I need more than just a break, I need a holiday. Preferably between 18th-22nd July before school starts on the 25th. Am making plans to go up North to Malaysia again (the last time I went away to Desaru alone by myself to recharge my batteries without informing my parents). I don't think I told anyone other than Marycherry and Bitercoffee prior to the trip. I was wondering if this time I should make it another solo trip all the way up Ipoh or somewhere unknown or if I should go along with Sara Lee to KL. It's good to have company. Sara Lee is thinking of going to visit his old friends in Australia before he starts teaching with MOE and as much as it is very appealing, think it would be too rushed for me and a mega hole burnt in my pocket.

More on ...
Yeah, and the conversation with Sara Lee got me so frustrated!!! He just doesn't believe that I am so guai!!! Don't watch porn, don't masturbate, never had sex before, never seen a guy's dick before (other than the stupid porn pop ups which I closed the windows immediately) and basically just sexually uneducated (the practical part)! Wah lau, I came out of my first brazilian waxing crying after being prodded and abused by the therapist!!! That is how bad! I may not have that all innocent look about me but I sure am! And doesn't help when Hairy Pits my Smart Science boss tells me off after work that my dressing is a point of concern! WTF?!?! I haven't even been wearing anything revealing to work! Hot pants? I don't wear that! It's just normal levis jeans, or three quarters, or skirts (not the ultra short kind), normal sneakers or slippers, normal tops (really no flesh bared at all other than the arms) and other teachers comment that I dress too sexy to be considered a teacher!?!?! And me coming in to work with a hickey? I did wear a collared long sleeve shirt which I pulled up to cover up and loads of foundation to cover up for it. I did not deliberately show it off to the kids! Madness! It's all how you define sexiness to be!

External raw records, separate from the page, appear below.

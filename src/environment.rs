//! View environment - the page-level capabilities controllers may use
//!
//! Controllers never touch the terminal directly. They look elements up by
//! id, ask for them to be scrolled into view, and register page-wide key
//! listeners through this trait, so they can be driven by a fake in tests.

use crate::action::Action;
use crate::model::viewport::PageViewport;
use crossterm::event::KeyEvent;

/// A located page element
#[derive(Debug, Clone, PartialEq, Eq)]
pub struct Element {
    pub id: String,
    /// First document line of the element
    pub line: usize,
}

#[derive(Debug, Clone, Copy, PartialEq, Eq, Default)]
pub enum ScrollBehavior {
    #[default]
    Smooth,
    #[cfg(test)]
    Instant,
}

/// Which edge of the element lines up with the viewport
#[derive(Debug, Clone, Copy, PartialEq, Eq, Default)]
pub enum ScrollBlock {
    #[default]
    Start,
    Center,
}

#[derive(Debug, Clone, Copy, PartialEq, Eq, Default)]
pub struct ScrollOptions {
    pub behavior: ScrollBehavior,
    pub block: ScrollBlock,
}

/// Handle for a registered key listener
#[derive(Debug, Clone, Copy, PartialEq, Eq, Hash)]
pub struct ListenerId(u64);

/// A page-wide key listener. It sees every key press and may emit an action.
pub type KeyListener = Box<dyn Fn(&KeyEvent) -> Option<Action>>;

pub trait ViewEnvironment {
    fn element_by_id(&self, id: &str) -> Option<Element>;

    fn scroll_into_view(&mut self, element: &Element, options: ScrollOptions);

    fn add_key_listener(&mut self, listener: KeyListener) -> ListenerId;

    /// Returns false if the listener was not registered
    fn remove_key_listener(&mut self, id: ListenerId) -> bool;
}

/// Registered key listeners, in registration order
#[derive(Default)]
pub struct KeyListeners {
    listeners: Vec<(ListenerId, KeyListener)>,
    next_id: u64,
}

impl KeyListeners {
    pub fn new() -> Self {
        Self::default()
    }

    pub fn add(&mut self, listener: KeyListener) -> ListenerId {
        let id = ListenerId(self.next_id);
        self.next_id += 1;
        self.listeners.push((id, listener));
        id
    }

    pub fn remove(&mut self, id: ListenerId) -> bool {
        let before = self.listeners.len();
        self.listeners.retain(|(listener_id, _)| *listener_id != id);
        self.listeners.len() != before
    }

    pub fn len(&self) -> usize {
        self.listeners.len()
    }

    pub fn is_empty(&self) -> bool {
        self.listeners.is_empty()
    }

    /// Offer a key to every listener and collect the actions they emit
    pub fn dispatch(&self, key: &KeyEvent) -> Vec<Action> {
        self.listeners
            .iter()
            .filter_map(|(_, listener)| listener(key))
            .collect()
    }
}

/// Terminal implementation: the page viewport plus the listener registry
#[derive(Default)]
pub struct TerminalEnvironment {
    pub viewport: PageViewport,
    pub key_listeners: KeyListeners,
}

impl TerminalEnvironment {
    pub fn new() -> Self {
        Self::default()
    }
}

impl ViewEnvironment for TerminalEnvironment {
    fn element_by_id(&self, id: &str) -> Option<Element> {
        self.viewport.anchor(id).map(|line| Element {
            id: id.to_string(),
            line,
        })
    }

    fn scroll_into_view(&mut self, element: &Element, options: ScrollOptions) {
        let line = match options.block {
            ScrollBlock::Start => element.line,
            ScrollBlock::Center => element
                .line
                .saturating_sub(self.viewport.viewport_height() / 2),
        };
        match options.behavior {
            ScrollBehavior::Smooth => self.viewport.animate_to(line),
            #[cfg(test)]
            ScrollBehavior::Instant => self.viewport.jump_to(line),
        }
    }

    fn add_key_listener(&mut self, listener: KeyListener) -> ListenerId {
        self.key_listeners.add(listener)
    }

    fn remove_key_listener(&mut self, id: ListenerId) -> bool {
        self.key_listeners.remove(id)
    }
}
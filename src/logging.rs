//! File logging
//!
//! The terminal belongs to the UI, so logs go to
//! `~/.portfolio-tui/portfolio-tui.log`. `RUST_LOG` overrides the default
//! `info` filter.

use crate::config::Config;
use std::fs::{self, File, OpenOptions};
use std::path::PathBuf;
use std::sync::Mutex;
use tracing_subscriber::{fmt, prelude::*, EnvFilter};

const LOG_FILE: &str = "portfolio-tui.log";

pub fn init_tracing() {
    let env_filter = EnvFilter::try_from_default_env().unwrap_or_else(|_| EnvFilter::new("info"));

    let (log_file, init_warnings) = open_log_file();

    if let Some((log_path, file)) = log_file {
        tracing_subscriber::registry()
            .with(fmt::layer().with_ansi(false).with_writer(Mutex::new(file)))
            .with(env_filter)
            .init();

        tracing::info!(path = %log_path.display(), "Logging initialized");
        for warning in init_warnings {
            tracing::warn!("{warning}");
        }
        return;
    }

    // No log file: keep the filter but write nothing rather than corrupt the screen
    tracing_subscriber::registry().with(env_filter).init();
}

fn log_file_candidates() -> Vec<PathBuf> {
    let mut candidates = Vec::new();
    if let Some(dir) = Config::config_dir() {
        candidates.push(dir.join(LOG_FILE));
    }
    candidates.push(std::env::temp_dir().join(LOG_FILE));
    candidates
}

fn open_log_file() -> (Option<(PathBuf, File)>, Vec<String>) {
    let mut warnings = Vec::new();

    for candidate in log_file_candidates() {
        if let Some(parent) = candidate.parent() {
            if let Err(e) = fs::create_dir_all(parent) {
                warnings.push(format!("Failed to create log dir {}: {e}", parent.display()));
                continue;
            }
        }

        match OpenOptions::new().create(true).append(true).open(&candidate) {
            Ok(file) => return (Some((candidate, file)), warnings),
            Err(e) => {
                warnings.push(format!("Failed to open log file {}: {e}", candidate.display()));
            }
        }
    }

    (None, warnings)
}
//! Model layer - centralized state management
//!
//! - `PageState` - the observed page state (form, lightbox, menu)
//! - `SiteContent` - static page content and assets
//! - `PageViewport` - scroll position and section anchors
//! - `ModalStack` - app-level dialogs

pub mod content;
pub mod form;
pub mod lightbox;
pub mod modal;
pub mod navigation;
pub mod page;
pub mod store;
pub mod ui;
pub mod viewport;

pub use content::{AssetBase, GalleryItem, SiteContent};
pub use form::{FormController, FormField, SubmitOutcome, Submission};
pub use lightbox::{Lightbox, PointerTarget};
pub use navigation::{MenuState, NavLink, NAV_LINKS};
pub use page::PageState;
pub use store::Store;
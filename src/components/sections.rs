//! Static page sections: hero, about, contact details, footer

use super::document::{DocBuilder, DocTarget};
use super::text::display_width;
use crate::model::content::{AssetBase, SiteContent};
use ratatui::{
    style::{Color, Modifier, Style},
    text::Span,
};

fn muted() -> Style {
    Style::default().fg(Color::DarkGray)
}

fn card_title() -> Style {
    Style::default()
        .fg(Color::White)
        .add_modifier(Modifier::BOLD)
}

fn button(primary: bool) -> Style {
    if primary {
        Style::default()
            .fg(Color::Black)
            .bg(Color::Magenta)
            .add_modifier(Modifier::BOLD)
    } else {
        Style::default()
            .fg(Color::Magenta)
            .add_modifier(Modifier::BOLD)
    }
}

fn link() -> Style {
    Style::default()
        .fg(Color::Cyan)
        .add_modifier(Modifier::UNDERLINED)
}

pub fn hero(doc: &mut DocBuilder, content: &SiteContent, assets: &AssetBase) {
    let hero = &content.hero;

    doc.anchor("home");
    doc.blank();
    doc.text(format!(" {} ", hero.pill), Style::default().fg(Color::Black).bg(Color::Gray));
    doc.blank();
    doc.text(
        hero.title.clone(),
        Style::default()
            .fg(Color::White)
            .add_modifier(Modifier::BOLD),
    );
    doc.text(hero.subtitle.clone(), Style::default().fg(Color::Magenta));
    doc.blank();
    doc.paragraph(&hero.lead, Style::default());
    doc.blank();

    // Call-to-action buttons: [ Портфолио ] [ Связаться ]
    let primary = " Портфолио ";
    let secondary = " Связаться ";
    let primary_width = display_width(primary) as u16;
    let secondary_width = display_width(secondary) as u16;
    let line = doc.current_line();
    doc.push(vec![
        Span::styled(primary, button(true)),
        Span::raw("  "),
        Span::styled(secondary, button(false)),
        Span::styled("   p / c", muted()),
    ]);
    doc.hit(line..line + 1, 0..primary_width, DocTarget::Nav("#portfolio"));
    doc.hit(
        line..line + 1,
        primary_width + 2..primary_width + 2 + secondary_width,
        DocTarget::Nav("#contacts"),
    );
    doc.blank();

    for fact in &hero.facts {
        doc.push(vec![
            Span::styled(format!("{}: ", fact.key), muted()),
            Span::styled(fact.value.clone(), Style::default().fg(Color::White)),
        ]);
    }
    doc.blank();

    // Portrait card; the terminal shows where the image lives
    doc.push(vec![
        Span::styled("▣ ", Style::default().fg(Color::Magenta)),
        Span::styled(hero.portrait_alt.clone(), card_title()),
    ]);
    doc.text(format!("  {}", assets.resolve(&hero.portrait_src)), muted());
    doc.blank();
}

pub fn about(doc: &mut DocBuilder, content: &SiteContent) {
    let about = &content.about;

    doc.anchor("about");
    doc.heading("Обо мне");
    doc.blank();
    doc.text(about.practice_title.clone(), card_title());
    doc.paragraph(&about.practice, muted());
    doc.blank();
    doc.text(about.process_title.clone(), card_title());
    for (i, step) in about.process_steps.iter().enumerate() {
        doc.push(vec![
            Span::styled(format!("{}. ", i + 1), Style::default().fg(Color::Magenta)),
            Span::raw(step.clone()),
        ]);
    }
    doc.blank();
}

/// Contact details above the feedback form
pub fn contact_details(doc: &mut DocBuilder, content: &SiteContent) {
    let contacts = &content.contacts;

    doc.anchor("contacts");
    doc.heading("Контакты");
    doc.blank();
    doc.text("Связаться со мной", card_title());

    let line = doc.current_line();
    doc.push(vec![
        Span::styled("Телефон: ", muted()),
        Span::styled(contacts.phone.clone(), link()),
        Span::styled("   P", muted()),
    ]);
    doc.hit_line(line, DocTarget::Link(contacts.tel_uri()));

    let line = doc.current_line();
    doc.push(vec![
        Span::styled("Email: ", muted()),
        Span::styled(contacts.email.clone(), link()),
        Span::styled("   E", muted()),
    ]);
    doc.hit_line(line, DocTarget::Link(contacts.mailto_uri()));

    for social in &contacts.socials {
        let line = doc.current_line();
        let label = format!(" ✈ {} ", social.label);
        let width = display_width(&label) as u16;
        doc.push(vec![
            Span::styled(label, button(false)),
            Span::styled("   T", muted()),
        ]);
        doc.hit(line..line + 1, 0..width, DocTarget::Link(social.url.clone()));
    }
    doc.blank();
}

pub fn footer(doc: &mut DocBuilder, content: &SiteContent, year: i32) {
    let contacts = &content.contacts;
    let tel = contacts.tel_uri();
    let mailto = contacts.mailto_uri();

    doc.text("─".repeat(doc.width), muted());
    doc.text(format!("© {} {}", year, content.brand), muted());

    let line = doc.current_line();
    let tel_width = display_width(&tel) as u16;
    doc.push(vec![
        Span::styled(tel.clone(), link()),
        Span::styled(" • ", muted()),
        Span::styled(mailto.clone(), link()),
    ]);
    doc.hit(line..line + 1, 0..tel_width, DocTarget::Link(tel));
    doc.hit(
        line..line + 1,
        tel_width + 3..tel_width + 3 + display_width(&mailto) as u16,
        DocTarget::Link(mailto),
    );
    doc.blank();
}
// ═══════════════════════════════════════════════════════════════════════════════
// Component Implementation
// ═══════════════════════════════════════════════════════════════════════════════

impl Component for App {
    fn handle_key_event(&mut self, key: KeyEvent) -> Result<Option<Action>> {
        if key.code == KeyCode::Char('c') && key.modifiers.contains(KeyModifiers::CONTROL) {
            return Ok(Some(Action::ForceQuit));
        }

        match self.mode {
            AppMode::Splash => self.splash.handle_key_event(key),
            AppMode::Running => {
                let lightbox_was_open = self.store.get().lightbox.is_open();

                // Page-wide listeners see every key before normal routing
                for action in self.env.key_listeners.dispatch(&key) {
                    self.apply(action)?;
                }

                if let Some(modal) = self.modals.top().cloned() {
                    self.handle_modal_key_event(&modal, key)
                } else if lightbox_was_open {
                    self.lightbox.handle_key_event(key)
                } else if self.store.get().menu.open {
                    self.drawer.handle_key_event(key)
                } else if self.focus == Focus::Form {
                    self.page
                        .form
                        .handle_key_with_form(key, &self.store.get().form)
                } else {
                    self.page.handle_key_event(key)
                }
            }
        }
    }

    fn handle_mouse_event(&mut self, mouse: MouseEvent) -> Result<Option<Action>> {
        if self.mode != AppMode::Running {
            return Ok(None);
        }

        if let Some(modal) = self.modals.top().cloned() {
            return match modal {
                Modal::QuitConfirm => self.quit_dialog.handle_mouse_event(mouse),
                Modal::Confirmation(_) => self.confirmation_dialog.handle_mouse_event(mouse),
                Modal::Help => self.help_dialog.handle_mouse_event(mouse),
            };
        }
        if self.store.get().lightbox.is_open() {
            return self.lightbox.handle_mouse_event(mouse);
        }
        if self.store.get().menu.open {
            if let Some(action) = self.drawer.handle_mouse_event(mouse)? {
                return Ok(Some(action));
            }
            if self.drawer.contains(mouse.column, mouse.row) {
                return Ok(None);
            }
        }
        if let Some(action) = self.header.handle_mouse_event(mouse)? {
            return Ok(Some(action));
        }
        self.page.handle_mouse_event(mouse)
    }

    fn update(&mut self, action: Action) -> Result<Option<Action>> {
        if action != Action::Tick {
            tracing::debug!(%action, "update");
        }

        // Store-backed changes redraw through the store subscription
        let redraw = !matches!(
            action,
            Action::Tick
                | Action::ForceQuit
                | Action::Navigate(_)
                | Action::ToggleMenu
                | Action::CloseMenu
                | Action::OpenImage(_)
                | Action::CloseLightbox
                | Action::LightboxPress(_)
                | Action::FieldChanged(..)
        );

        match action {
            // ─────────────────────────────────────────────────────────────────
            // App Lifecycle
            // ─────────────────────────────────────────────────────────────────
            Action::Tick => {
                if self.mode == AppMode::Splash {
                    return self.splash.update(Action::Tick);
                }
                if self.env.viewport.tick() {
                    self.mark_dirty();
                }
            }
            Action::Resize(_, _) => self.mark_dirty(),
            Action::ForceQuit => self.should_quit = true,
            Action::SplashComplete => {
                self.mode = AppMode::Running;
                self.mark_dirty();
            }

            // ─────────────────────────────────────────────────────────────────
            // Scrolling
            // ─────────────────────────────────────────────────────────────────
            Action::ScrollUp => self.env.viewport.scroll_by(-1),
            Action::ScrollDown => self.env.viewport.scroll_by(1),
            Action::PageUp | Action::PageDown => {
                let page = self.env.viewport.viewport_height().saturating_sub(2).max(1) as isize;
                let delta = if action == Action::PageUp { -page } else { page };
                self.env.viewport.scroll_by(delta);
            }
            Action::ScrollTop => self.env.viewport.jump_to(0),
            Action::ScrollBottom => {
                let bottom = self.env.viewport.max_offset();
                self.env.viewport.jump_to(bottom);
            }

            // ─────────────────────────────────────────────────────────────────
            // Navigation & Menu
            // ─────────────────────────────────────────────────────────────────
            Action::Navigate(href) => {
                if section_id(&href) != "contacts" {
                    self.focus = Focus::Page;
                }
                let env = &mut self.env;
                let outcome = self
                    .store
                    .update(|state| navigate(env, &mut state.menu, &href));
                tracing::debug!(section = %outcome.target, scrolled = outcome.scrolled, "navigated");
            }
            Action::ToggleMenu => {
                self.drawer.cursor = 0;
                self.store.update(|state| state.menu.toggle());
            }
            Action::CloseMenu => {
                if self.store.get().menu.open {
                    self.store.update(|state| state.menu.close());
                }
            }

            // ─────────────────────────────────────────────────────────────────
            // Gallery & Lightbox
            // ─────────────────────────────────────────────────────────────────
            Action::NextTile | Action::PrevTile => {
                self.page.update(action)?;
            }
            Action::OpenImage(id) => match self.content.gallery_item(id).cloned() {
                Some(item) => self.store.update(|state| state.lightbox.open(item)),
                None => tracing::warn!(id, "no gallery item with this id"),
            },
            Action::CloseLightbox => {
                if self.store.get().lightbox.is_open() {
                    self.store.update(|state| state.lightbox.close());
                }
            }
            Action::LightboxPress(target) => {
                let closed = self.store.update(|state| state.lightbox.press(target));
                tracing::debug!(?target, closed, "lightbox press");
            }

            // ─────────────────────────────────────────────────────────────────
            // Contact Form
            // ─────────────────────────────────────────────────────────────────
            Action::EnterForm(field) => {
                self.focus = Focus::Form;
                self.page.form.focus_field(field);
                if field.is_none() {
                    self.mark_dirty();
                    return Ok(Some(Action::Navigate("#contacts".to_string())));
                }
            }
            Action::ExitForm => self.focus = Focus::Page,
            Action::FieldChanged(field, value) => {
                self.store
                    .update(|state| state.form.on_field_change(field, value));
            }
            Action::SubmitForm => self.submit_form(),

            // ─────────────────────────────────────────────────────────────────
            // Dialogs
            // ─────────────────────────────────────────────────────────────────
            Action::OpenQuitDialog => self.modals.push(Modal::QuitConfirm),
            Action::OpenHelp => {
                self.help_dialog = HelpDialog::default();
                self.modals.push(Modal::Help);
            }
            Action::CloseModal => {
                self.modals.pop();
            }

            // ─────────────────────────────────────────────────────────────────
            // Outbound Links
            // ─────────────────────────────────────────────────────────────────
            Action::OpenLink(uri) => self.open_link(&uri),
        }

        if redraw {
            self.mark_dirty();
        }
        Ok(None)
    }

    fn draw(&mut self, frame: &mut Frame, area: Rect) -> Result<()> {
        match self.mode {
            AppMode::Splash => self.splash.draw(frame, area)?,
            AppMode::Running => {
                let layout = calculate_page_layout(area, self.status_message.is_some());
                let state = self.store.get();

                let ctx = PageRenderContext {
                    content: &self.content,
                    assets: &self.assets,
                    state,
                    focus: self.focus,
                    year: self.year,
                };
                self.page
                    .draw_with_context(frame, layout.body, &ctx, &mut self.env.viewport)?;

                self.header.draw_with_state(
                    frame,
                    layout.header,
                    &self.content.brand,
                    state.menu.open,
                    self.env.viewport.current_section(),
                )?;

                if let (Some(status_area), Some(message)) = (layout.status, &self.status_message) {
                    render_status_bar(frame, status_area, message);
                }
                render_help_bar(frame, layout.help, self.hint_mode());

                if state.menu.open {
                    self.drawer.draw(frame, layout.body)?;
                }
                if let Some(item) = state.lightbox.active() {
                    self.lightbox
                        .draw_with_item(frame, area, item, &self.assets)?;
                }

                // Draw modal overlay if active
                if let Some(modal) = self.modals.top().cloned() {
                    self.draw_modal(frame, area, &modal)?;
                }
            }
        }
        Ok(())
    }
}

// ═══════════════════════════════════════════════════════════════════════════════
// Helper Methods
// ═══════════════════════════════════════════════════════════════════════════════

impl App {
    fn handle_modal_key_event(&mut self, modal: &Modal, key: KeyEvent) -> Result<Option<Action>> {
        match modal {
            Modal::QuitConfirm => self.quit_dialog.handle_key_event(key),
            Modal::Confirmation(_) => self.confirmation_dialog.handle_key_event(key),
            Modal::Help => self.help_dialog.handle_key_event(key),
        }
    }

    fn draw_modal(&mut self, frame: &mut Frame, area: Rect, modal: &Modal) -> Result<()> {
        match modal {
            Modal::QuitConfirm => self.quit_dialog.draw(frame, area)?,
            Modal::Confirmation(submission) => {
                self.confirmation_dialog
                    .draw_with_submission(frame, area, submission)?;
            }
            Modal::Help => self.help_dialog.draw(frame, area)?,
        }
        Ok(())
    }
}
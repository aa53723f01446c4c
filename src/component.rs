//! Component trait - Interface for UI components
//!
//! Each component encapsulates its own state, event handling, and rendering logic.
//! Components communicate through Actions rather than direct state mutation.

use crate::action::Action;
use crate::environment::ViewEnvironment;
use anyhow::Result;
use crossterm::event::{KeyEvent, MouseEvent};
use ratatui::{layout::Rect, Frame};

/// Trait for UI components
///
/// The lifecycle is:
/// 1. `mount` - acquire page-level resources (key listeners)
/// 2. `handle_key_event` / `handle_mouse_event` - convert events to Actions
/// 3. `update` - process Actions and update state
/// 4. `draw` - render the component
/// 5. `unmount` - release whatever `mount` acquired
pub trait Component {
    /// Called once when the component joins the view
    fn mount(&mut self, env: &mut dyn ViewEnvironment) -> Result<()> {
        let _ = env;
        Ok(())
    }

    /// Called when the view is torn down. Must undo `mount`.
    fn unmount(&mut self, env: &mut dyn ViewEnvironment) {
        let _ = env;
    }

    /// Handle a key event, returning an optional Action
    ///
    /// The component may adjust purely local presentation state (cursors)
    /// here, but shared state only changes through the returned Action.
    fn handle_key_event(&mut self, key: KeyEvent) -> Result<Option<Action>> {
        let _ = key;
        Ok(None)
    }

    /// Handle a mouse event, returning an optional Action
    fn handle_mouse_event(&mut self, mouse: MouseEvent) -> Result<Option<Action>> {
        let _ = mouse;
        Ok(None)
    }

    /// Update component state based on an Action
    fn update(&mut self, action: Action) -> Result<Option<Action>> {
        let _ = action;
        Ok(None)
    }

    /// Draw the component to the frame
    fn draw(&mut self, frame: &mut Frame, area: Rect) -> Result<()>;
}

Come on, do I look that dense a nut to wear clothes that may incur the parents' wrath? It's all in the point of view. Maybe cos I've curls and bangs. Had I have straight rebonded hair, would others say that of me? I know the importance of preserving my reputation but in this case, there is nothing I can say. Like me appearing on the newspapers on the Hot Bods columns? I kept it low profile. Didn't really say much to anyone cos there really is nothing to boast about. I can't stop people from reading and finding out about it. But hey, there is no need to debase me just for a photo that saw me being shot in a bikini! See, what did I say about being in the education industry? ANAL! PWEH!
I'm tired of defending myself against the rest. Weary trying to putting up a strong front and acting nonchalant. Speak to the hand. My ears aren't listening.

P/s: I love my wireless keyboard and mouse. Allows me to type even from the sofa I am resting on now. Though I am straining my eyes to read the words I've typed.